7 - The Vampire Prince

3 2 0
                                    

Bau darah yang menyengat, suara jeritan yang menyakitkan. Violetta terbangun dengan kepala masih terasa pusing dan napas yang terasa sesak. Ingatan yang tampak nyata. Dalam hati Violetta bertanya-tanya, apa itu semua hanya mimpi?

Violetta mengedarkan pandangan ke seluruh ruangan, hanya terlihat kegelapan tanpa ujung. Saat hendak bergerak, rupanya kedua tangannya diikat di sandaran kursi dan lakban menempel di mulut. Violetta pun percaya bahwa semua yang telah terjadi bukanlah mimpi. Vicente Alderas telah menipunya. Tidak, penduduk asli juga.

Mata merah, gigi taring. Seingat Violetta, seharusnya vampir sudah punah sebelum terjadi perang di Kerajaan Zashos. Bahkan, jejak ras vampir tidak pernah ditemukan lagi di buku sejarah. Violetta teringat kembali yang dilihatnya di pelabuhan. Para penduduk asli memakai jubah untuk melindungi diri sendiri dari matahari. Sepertinya seluruh pulau dihuni ras vampir seolah mereka sedang diisolasi di sebuah pulau asing.

“Sudah bangun?” Tiba-tiba tirai di belakang punggung Violetta tersingkap dan cahaya rembulan menembus jendela. Violetta bisa melihat jelas di depannya. Meja makan yang penuh dengan hidangan bermacam-macam dan di tengah-tengah meja makan terdapat vas bunga berisi bunga lycoris. Dan juga bayangan Vicente Alderas di meja makan.

Tentu saja, Violetta tidak bisa menjawabnya. Dia berusaha memberontak dengan mengeluarkan suara geraman serta menggerakkan tangannya yang saling terikat. Namun, Violetta mendadak mematung saat Vicente mencondongkan wajah terlalu dekat, bahkan bisa diperkirakan jaraknya hanya beberapa senti. Violetta tidak tahu bahwa jika melihat mata merah tersebut dari dekat terlihat sangat menakutkan sehingga ia melemaskan tubuhnya.

Awalnya, Vicente membelai serta menyisir rambut kuncir kuda Violetta secara lembut, tetapi bersamaan ekspresi wajahnya yang berubah menjadi seolah penuh kebencian, tangan besarnya menyelimuti leher Violetta dan perlahan-lahan mencekiknya. Violetta bisa tahu dari kutukannya bahwa aura kegelapan yang sekarang menyelimuti Vicente adalah bentuk kebencian yang telah dipendam sejak lama sekali dan kebencian tertuju kepadanya.

Kemudian, Vicente melonggarkan cengkeramannya di leher Violetta dan menyeringai lebar. “Hei. Apa yang harus kulakukan padamu? Aku benar-benar tidak sabar melihatmu terjatuh ke neraka terdalam.” Dia mengangkat dagu Violetta dan melepaskan lakban di mulutnya.

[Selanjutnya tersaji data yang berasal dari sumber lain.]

//! Out-of-process executor.
//!
//! Runs one document in a detached worker process, or hands it to the
//! in-process fallback when the channel or worker cannot be prepared.
//!
//! ## Preparing a run
//!
//! The channel is opened in master role. If it already existed, a previous
//! supervisor spawned a worker for this document:
//!
//! - the recorded `(pid, start_time)` is still alive → *orphan*: arm the long
//!   timeout and resume messaging;
//! - otherwise → *zombie*: arm the short timeout so stale messages are
//!   drained and the run ends promptly.
//!
//! If the channel is new the document is posted to it as `start`, then a
//! worker is spawned with [`form_argv`]. Its identity is recorded and
//! checkpointed immediately, and the short timeout is armed once the
//! process exits.
//!
//! ## Running
//!
//! `run` returns the result stream right away. A background task drives the
//! messaging loop, contains panics, then saves the document state and only
//! after that closes the stream.

use std::any::Any;
use std::panic::AssertUnwindSafe;
use std::path::PathBuf;
use std::sync::Arc;
use std::time::Duration;

use futures_util::FutureExt;
use tokio::sync::mpsc;
use tokio_util::sync::CancellationToken;
use tracing::{debug, error, info, info_span, warn, Instrument};

use crate::cancel::CancelFlag;
use crate::channel::{Channel, ChannelFactory, Message, Opened, Role};
use crate::messaging::{self, ExecutorBackend};
use crate::models::{DocumentResult, DocumentState, ResultStatus};
use crate::orchestrator::registry::RunRegistry;
use crate::orchestrator::timer::LivenessTimer;
use crate::orchestrator::{DocumentStore, Executor};
use crate::proc::{LaunchFailure, LivenessChecker, ProcessLauncher};
use crate::worker::form_argv;
use crate::Result;

/// How long to wait for a worker that is known to be gone.
pub const ZOMBIE_PROCESS_TIMEOUT: Duration = Duration::from_secs(2);

/// How long to wait for a live worker found after a restart; the maximum
/// command duration.
pub const ORPHAN_PROCESS_TIMEOUT: Duration = Duration::from_secs(172_800);

const DEFAULT_POLL_INTERVAL: Duration = Duration::from_millis(200);

/// Liveness timeouts. Defaults to the protocol constants.
#[derive(Debug, Clone, Copy, PartialEq, Eq)]
pub struct Timeouts {
    /// Wait after the worker is gone.
    pub zombie: Duration,
    /// Wait for an orphaned but live worker.
    pub orphan: Duration,
}

impl Default for Timeouts {
    fn default() -> Self {
        Self {
            zombie: ZOMBIE_PROCESS_TIMEOUT,
            orphan: ORPHAN_PROCESS_TIMEOUT,
        }
    }
}

/// Timeout to arm when reattaching to an existing channel.
#[must_use]
pub fn reattach_timeout(worker_alive: bool, timeouts: &Timeouts) -> Duration {
    if worker_alive {
        timeouts.orphan
    } else {
        timeouts.zombie
    }
}

/// How the supervisor came to be attached to the worker.
#[derive(Debug, Clone, Copy, PartialEq, Eq)]
pub enum Attachment {
    /// A new worker was spawned for this run.
    Spawned,
    /// Existing channel, recorded worker still alive.
    Orphan,
    /// Existing channel, recorded worker gone.
    Zombie,
}

struct Prepared {
    channel: Box<dyn Channel>,
    attachment: Attachment,
}

/// Executor that runs documents in a detached worker process.
pub struct OutOfProcExecutor {
    channels: Arc<dyn ChannelFactory>,
    launcher: Arc<dyn ProcessLauncher>,
    liveness: Arc<dyn LivenessChecker>,
    fallback: Arc<dyn Executor>,
    worker_program: PathBuf,
    timeouts: Timeouts,
    poll_interval: Duration,
    registry: RunRegistry,
}

impl OutOfProcExecutor {
    /// Wire the executor to its collaborators.
    #[must_use]
    pub fn new(
        channels: Arc<dyn ChannelFactory>,
        launcher: Arc<dyn ProcessLauncher>,
        liveness: Arc<dyn LivenessChecker>,
        fallback: Arc<dyn Executor>,
        worker_program: impl Into<PathBuf>,
    ) -> Self {
        Self {
            channels,
            launcher,
            liveness,
            fallback,
            worker_program: worker_program.into(),
            timeouts: Timeouts::default(),
            poll_interval: DEFAULT_POLL_INTERVAL,
            registry: RunRegistry::new(),
        }
    }

    /// Override the liveness timeouts.
    #[must_use]
    pub fn with_timeouts(mut self, timeouts: Timeouts) -> Self {
        self.timeouts = timeouts;
        self
    }

    /// Override how often the cancel flag is polled while the worker is silent.
    #[must_use]
    pub fn with_poll_interval(mut self, poll_interval: Duration) -> Self {
        self.poll_interval = poll_interval;
        self
    }

    /// Share a run registry with other executors in the same supervisor.
    #[must_use]
    pub fn with_registry(mut self, registry: RunRegistry) -> Self {
        self.registry = registry;
        self
    }

    /// Active liveness timeouts.
    #[must_use]
    pub fn timeouts(&self) -> Timeouts {
        self.timeouts
    }

    /// Registry of documents this executor is coordinating.
    #[must_use]
    pub fn registry(&self) -> &RunRegistry {
        &self.registry
    }

    fn initialize(
        &self,
        state: &mut DocumentState,
        store: &dyn DocumentStore,
        timer: &LivenessTimer,
    ) -> Result<Prepared> {
        let Opened {
            mut channel,
            existed,
        } = self
            .channels
            .open(Role::Master, &state.document_id)
            .inspect_err(|err| error!(%err, "failed to create ipc channel"))?;

        if existed {
            let proc_info = state.proc_info;
            info!(
                pid = proc_info.pid,
                "discovered existing channel, looking for detached worker"
            );

            let alive = self.liveness.is_alive(&proc_info);
            let attachment = if alive {
                info!(
                    pid = proc_info.pid,
                    start_time = proc_info.start_time,
                    "found orphan worker"
                );
                Attachment::Orphan
            } else {
                info!(pid = proc_info.pid, "worker not found, treating as exited");
                Attachment::Zombie
            };

            let timeout = reattach_timeout(alive, &self.timeouts);
            info!(timeout_secs = timeout.as_secs(), ?attachment, "liveness timer armed");
            timer.arm(timeout);
            return Ok(Prepared {
                channel,
                attachment,
            });
        }

        debug!("channel not found, starting a new worker");
        // Must be durable before the worker exists.
        let start = Message::Start {
            document: state.clone(),
        };
        if let Err(err) = channel.send(&start) {
            error!(%err, "failed to post document to new channel");
            if let Err(close_err) = channel.close() {
                warn!(%close_err, "failed to discard unused channel");
            }
            return Err(err);
        }

        let argv = form_argv(&state.document_id);
        match self.launcher.start(&self.worker_program, &argv) {
            Ok(process) => {
                state.proc_info = process.proc_info();
                info!(
                    pid = state.proc_info.pid,
                    start_time = state.proc_info.start_time,
                    "worker launched"
                );
                store.checkpoint(state);
                timer.arm_on_exit(process, self.timeouts.zombie);
                Ok(Prepared {
                    channel,
                    attachment: Attachment::Spawned,
                })
            }
            Err(LaunchFailure { error, partial }) => {
                error!(
                    program = %self.worker_program.display(),
                    %error,
                    "failed to start worker"
                );
                if let Some(mut process) = partial {
                    if let Err(err) = process.kill() {
                        warn!(pid = process.pid(), %err, "failed to kill partially started worker");
                    }
                }
                if let Err(err) = channel.close() {
                    warn!(%err, "failed to discard unused channel");
                }
                Err(error)
            }
        }
    }
}

impl Executor for OutOfProcExecutor {
    fn run(
        &self,
        cancel: CancelFlag,
        store: Arc<dyn DocumentStore>,
    ) -> mpsc::Receiver<DocumentResult> {
        let mut state = store.load();
        let span = info_span!("outofproc", document_id = %state.document_id);

        let guard = match self.registry.claim(&state.document_id) {
            Ok(guard) => guard,
            Err(err) => {
                span.in_scope(|| error!(%err, "refusing concurrent run of the same document"));
                let (_tx, rx) = mpsc::channel(1);
                return rx;
            }
        };

        let timer = LivenessTimer::new();
        let prepared =
            match span.in_scope(|| self.initialize(&mut state, store.as_ref(), &timer)) {
                Ok(prepared) => prepared,
                Err(err) => {
                    span.in_scope(|| {
                        warn!(%err, "out-of-process setup failed, falling back to in-process execution");
                    });
                    timer.release();
                    drop(guard);
                    return self.fallback.run(cancel, store);
                }
            };

        if !state.status.is_terminal() {
            state.status = ResultStatus::InProgress;
        }

        let (results_tx, results_rx) = mpsc::channel(state.plugins.len() + 1);
        let poll_interval = self.poll_interval;

        tokio::spawn(
            async move {
                let _guard = guard;
                let Prepared {
                    mut channel,
                    attachment,
                } = prepared;

                let driven = AssertUnwindSafe(drive(
                    &mut state,
                    channel.as_mut(),
                    &results_tx,
                    cancel,
                    timer.stop_token(),
                    attachment,
                    poll_interval,
                ))
                .catch_unwind()
                .await;

                if let Err(panic) = driven {
                    error!(reason = panic_message(panic.as_ref()), "executor task panicked");
                    if let Err(err) = channel.close() {
                        warn!(%err, "failed to close channel after panic");
                    }
                }

                timer.release();
                store.save(&state);
                drop(results_tx);
                info!("executor closed");
            }
            .instrument(span),
        );

        results_rx
    }
}

/// Hand the document to the backend and pump the channel until the run ends.
async fn drive(
    state: &mut DocumentState,
    channel: &mut dyn Channel,
    results: &mpsc::Sender<DocumentResult>,
    cancel: CancelFlag,
    stop: &CancellationToken,
    attachment: Attachment,
    poll_interval: Duration,
) {
    info!(?attachment, "launching messaging worker");
    let mut backend = ExecutorBackend::new(results, state, cancel);

    match messaging::run(channel, &mut backend, stop, poll_interval).await {
        Ok(outcome) => debug!(?outcome, "messaging ended"),
        Err(err) => {
            error!(%err, "messaging worker encountered error");
            backend.fail_if_in_progress();
            if let Err(close_err) = channel.close() {
                warn!(%close_err, "failed to close channel");
            }
        }
    }

    backend.finish();
}

fn panic_message(panic: &(dyn Any + Send)) -> &str {
    panic
        .downcast_ref::<&str>()
        .copied()
        .or_else(|| panic.downcast_ref::<String>().map(String::as_str))
        .unwrap_or("unknown panic")
}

Violetta mengernyit, apa yang dikatakannya? Bahkan sebelum Violetta bisa bersuara, Vicente menjambak rambutnya hingga kuncir kuda tidak lagi berbentuk sempurna. Violetta memekik pelan, tetapi dia masih bisa menyorot tajam ke Vicente sehingga membuatnya semakin sebal dan menjambak rambut semakin keras.

“Keberadaanmu memang mengancam kehidupanku, tapi kau belum boleh mati.” Vicente mundur ke balik punggung Violetta, melepas ikatan tangannya. “Nah, sekarang makanlah semua yang ada di meja makan.”

Violetta memandang hidangan makanan yang berada di depannya. Entah kenapa, makanan tersebut mengundang firasat buruk. “Daging apa ini?”

Vicente duduk di sebelah Violetta. Karena Vicente mengawasinya sambil bertopang dagu, Violetta terpaksa melakukan perintahnya dengan meraih garpu serta pisau dengan ragu. Aroma daging panggang tersebut tercium lezat seolah dimasak oleh koki profesional. Violetta memotong daging dengan ukuran kecil dan mengunyahnya hingga tertelan. Rasanya jauh dari dugaan, sangat lezat sehingga tanpa disadari Violetta sudah melahap setengah daging tersebut.

Suara tawa Vicente yang mendadak meledak memenuhi seisi ruangan dan Violetta segera berpaling padanya. Ada sesuatu yang salah yang sudah direncanakan, pikir Violetta.

“Apa seenak itu, daging sesamamu?” Violetta bereaksi sesuai yang diinginkannya. Ia terbelalak dan segera menutup mulut seolah ingin muntah. Vicente melanjutkan, “Masih banyak yang belum kau makan. Ayo lanjutkan.”